In re the Claim of Hirsch
This text of 12 A.D.2d 673 (In re the Claim of Hirsch) is published on Counsel Stack Legal Research, covering Appellate Division of the Supreme Court of the State of New York primary law. Counsel Stack provides free access to over 12 million legal documents including statutes, case law, regulations, and constitutions.
Opinion
Appeal by the Industrial Commissioner from a decision of the Unemployment Insurance Appeal Board. Claimant was employed by a night club, in a covered employment under the Unemployment Insurance Law, to run an elevator and take out garbage for two hours a day, six days a week, at $13.50 a week. He was separately employed by waiters in the night club to serve them meals, bring coffee, and clear the [674]*674tables. He performed no services for the club’s patrons. Each waiter contributed to claimant’s wage for the work he did for him, from 50 cents to $1 a week. It is not disputed that the amount received by claimant directly from the club ($13.50) would not be sufficient to meet the minimum requirements of the statute of $15 a week (Labor Law, § 527, subd. 1), and that in order to be qualified, both forms of work would have to be considered the employment of the night club. The initial determination was that claimant was ineligible; and this was upheld by the Referee, but the Unemployment Insurance Appeal Board reversed and held that the hiring of claimant by the waiters, as employees of the night club, fell within subdivision 2 of section 560 of the Labor Law and brought claimant’s work for them within the covered employment. The statute does not fairly admit of this interpretation under the facts of this case.

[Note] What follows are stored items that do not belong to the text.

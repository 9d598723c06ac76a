//! Long-run behaviour of the two-state chain.

use crate::model::{CompartmentOrder, ModelParameters, TransitionMatrix, TransitionModel};
use crate::solvers::DiscreteMap;
use crate::traits::Steppable;
use anyhow::{bail, Result};
use serde::{Deserialize, Serialize};

/// Steady-state and convergence figures for one parameter set.
#[derive(Debug, Clone, PartialEq, Serialize, Deserialize)]
pub struct ChainSummary {
    pub steady_infected: f64,
    pub steady_healthy: f64,
    /// The non-trivial eigenvalue `1 - p - r`; the other one is always 1.
    pub second_eigenvalue: f64,
    /// `None` when the chain never settles (|λ₂| = 1 away from the fixed point).
    pub days_to_steady_state: Option<u32>,
}

/// Stationary distribution `(r, p) / (p + r)` in slot order.
///
/// Returns `None` when `p + r == 0`: the identity matrix leaves every distribution fixed.
pub fn stationary_distribution(p: f64, r: f64) -> Option<[f64; 2]> {
    let rate = p + r;
    if rate == 0.0 {
        return None;
    }
    Some([r / rate, p / rate])
}

pub fn eigenvalues(p: f64, r: f64) -> [f64; 2] {
    [1.0, 1.0 - p - r]
}

/// Slot populations the chain converges to from `initial`.
pub fn steady_state(p: f64, r: f64, initial: [f64; 2]) -> [f64; 2] {
    let total = initial[0] + initial[1];
    match stationary_distribution(p, r) {
        Some([a, b]) => [total * a, total * b],
        None => initial,
    }
}

/// Smallest day on which both slots are within `epsilon` of the steady state.
///
/// The slot-A error shrinks as `|λ₂|^d * |a0 - a*|`, and conservation makes the slot-B
/// error identical.
pub fn days_to_within(p: f64, r: f64, initial: [f64; 2], epsilon: f64) -> Result<Option<u32>> {
    if !epsilon.is_finite() || epsilon <= 0.0 {
        bail!("epsilon must be positive and finite.");
    }

    let target = steady_state(p, r, initial);
    let error0 = (initial[0] - target[0]).abs();
    if error0 <= epsilon {
        return Ok(Some(0));
    }

    let lambda = eigenvalues(p, r)[1].abs();
    if lambda >= 1.0 {
        return Ok(None);
    }
    if lambda == 0.0 {
        return Ok(Some(1));
    }

    let estimate = ((epsilon / error0).ln() / lambda.ln()).ceil().max(1.0);
    if estimate >= f64::from(u32::MAX) {
        return Ok(None);
    }
    let mut day = estimate as u32;
    // Nudge past rounding in the logarithms.
    while day > 1 && error0 * lambda.powf(f64::from(day - 1)) <= epsilon {
        day -= 1;
    }
    while error0 * lambda.powf(f64::from(day)) > epsilon {
        day = match day.checked_add(1) {
            Some(next) => next,
            None => return Ok(None),
        };
    }
    Ok(Some(day))
}

pub fn summarize(
    model: &TransitionModel,
    params: &ModelParameters,
    epsilon: f64,
) -> Result<ChainSummary> {
    let p = params.infection_probability;
    let r = params.recovery_probability;
    let initial = model.order.to_slots(
        f64::from(params.initial_infected),
        f64::from(params.initial_healthy),
    );
    let (steady_infected, steady_healthy) = model.order.from_slots(steady_state(p, r, initial));
    Ok(ChainSummary {
        steady_infected,
        steady_healthy,
        second_eigenvalue: eigenvalues(p, r)[1],
        days_to_steady_state: days_to_within(p, r, initial, epsilon)?,
    })
}

/// Iterates the state vector one day at a time, returning slot vectors for days `0..=days`.
///
/// This accumulates floating-point error day by day; it exists to measure drift against
/// the closed-form `TransitionModel`.
pub fn stepwise_trajectory(order: CompartmentOrder, params: &ModelParameters) -> Vec<[f64; 2]> {
    let transition = TransitionMatrix::from_parameters(params);
    let mut stepper = DiscreteMap::new(2);
    let initial = order.to_slots(
        f64::from(params.initial_infected),
        f64::from(params.initial_healthy),
    );
    let mut state = initial;
    let mut day = 0u32;
    let mut trajectory = Vec::with_capacity((params.days as usize).saturating_add(1));
    trajectory.push(state);
    while day < params.days {
        stepper.step(&transition, &mut day, &mut state);
        trajectory.push(state);
    }
    trajectory
}

/// Largest absolute gap between the closed form and day-by-day iteration.
pub fn stepwise_drift(model: &TransitionModel, params: &ModelParameters) -> Result<f64> {
    let closed = model.states(params)?;
    let stepped = stepwise_trajectory(model.order, params);
    let mut drift = 0.0f64;
    for (state, slots) in closed.iter().zip(stepped) {
        let (infected, recovered) = model.order.from_slots(slots);
        drift = drift
            .max((state.infected - infected).abs())
            .max((state.recovered - recovered).abs());
    }
    Ok(drift)
}

#[cfg(test)]
mod tests {
    use super::*;

    fn assert_err_contains<T: std::fmt::Debug>(result: anyhow::Result<T>, needle: &str) {
        let err = result.expect_err("expected error");
        let message = format!("{err}");
        assert!(
            message.contains(needle),
            "expected error to contain \"{needle}\", got \"{message}\""
        );
    }

    #[test]
    fn stationary_distribution_balances_flows() {
        let [a, b] = stationary_distribution(0.03, 0.05).expect("distribution");
        assert!((a - 0.625).abs() < 1e-12);
        assert!((b - 0.375).abs() < 1e-12);
        // Flow out of A equals flow into A.
        assert!((a * 0.03 - b * 0.05).abs() < 1e-12);
        assert!(stationary_distribution(0.0, 0.0).is_none());
    }

    #[test]
    fn steady_state_is_fixed_point_of_transition() {
        let target = steady_state(0.2, 0.3, [10.0, 90.0]);
        let next = TransitionMatrix::from_probabilities(0.2, 0.3)
            .matrix()
            .left_apply(target);
        assert!((next[0] - target[0]).abs() < 1e-9);
        assert!((next[1] - target[1]).abs() < 1e-9);
    }

    #[test]
    fn days_to_within_matches_closed_form_states() {
        let model = TransitionModel::default();
        let params = ModelParameters {
            infection_probability: 0.1,
            recovery_probability: 0.2,
            initial_infected: 100,
            initial_healthy: 0,
            days: 64,
        };
        let initial = [100.0, 0.0];
        let target = steady_state(0.1, 0.2, initial);
        let day = days_to_within(0.1, 0.2, initial, 0.5)
            .expect("valid epsilon")
            .expect("converges");
        let states = model.states(&params).expect("states");
        assert!((states[day as usize].infected - target[0]).abs() <= 0.5 + 1e-9);
        assert!((states[day as usize - 1].infected - target[0]).abs() > 0.5);
    }

    #[test]
    fn days_to_within_edge_cases() {
        assert_eq!(days_to_within(0.0, 0.0, [3.0, 7.0], 0.1).unwrap(), Some(0));
        assert_eq!(days_to_within(0.5, 0.5, [0.0, 10.0], 0.1).unwrap(), Some(1));
        assert_eq!(days_to_within(1.0, 1.0, [0.0, 10.0], 0.1).unwrap(), None);
        assert_eq!(days_to_within(1.0, 1.0, [5.0, 5.0], 0.1).unwrap(), Some(0));
        assert_err_contains(days_to_within(0.1, 0.1, [1.0, 1.0], 0.0), "epsilon");
    }

    #[test]
    fn summarize_labels_follow_compartment_order() {
        let params = ModelParameters {
            infection_probability: 0.03,
            recovery_probability: 0.05,
            initial_infected: 1,
            initial_healthy: 100,
            days: 32,
        };
        let infected_first = summarize(&TransitionModel::default(), &params, 0.1).expect("summary");
        assert!((infected_first.steady_infected - 101.0 * 0.625).abs() < 1e-9);
        assert!((infected_first.second_eigenvalue - 0.92).abs() < 1e-12);

        let healthy_first = summarize(
            &TransitionModel::new(CompartmentOrder::HealthyFirst, 0.1),
            &params,
            0.1,
        )
        .expect("summary");
        assert!((healthy_first.steady_healthy - 101.0 * 0.625).abs() < 1e-9);
        assert!((healthy_first.steady_infected - 101.0 * 0.375).abs() < 1e-9);
    }

    #[test]
    fn stepwise_iteration_agrees_with_matrix_power() {
        let params = ModelParameters {
            infection_probability: 0.37,
            recovery_probability: 0.11,
            initial_infected: 42,
            initial_healthy: 58,
            days: 32,
        };
        let model = TransitionModel::default();
        assert_eq!(stepwise_trajectory(model.order, &params).len(), 33);
        let drift = stepwise_drift(&model, &params).expect("drift");
        assert!(drift < 1e-9, "drift = {drift}");
    }
}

It provides that whenever any employee “ engages any other person in the work which said * * * employee is doing for the employer, such employer shall for all purposes hereof be deemed the employer of such other person ” without regard to which one actually pays him; or knowledge of the hiring arrangement. It is clear, however, that the waiters hired the claimant to serve them personally and not to help them carry out the employer’s work or the work the waiters were doing for the night club. The arrangement for such personal services did not, therefore, fall within the employment in which the waiters were engaged. Decision reversed and initial determination affirmed, without costs.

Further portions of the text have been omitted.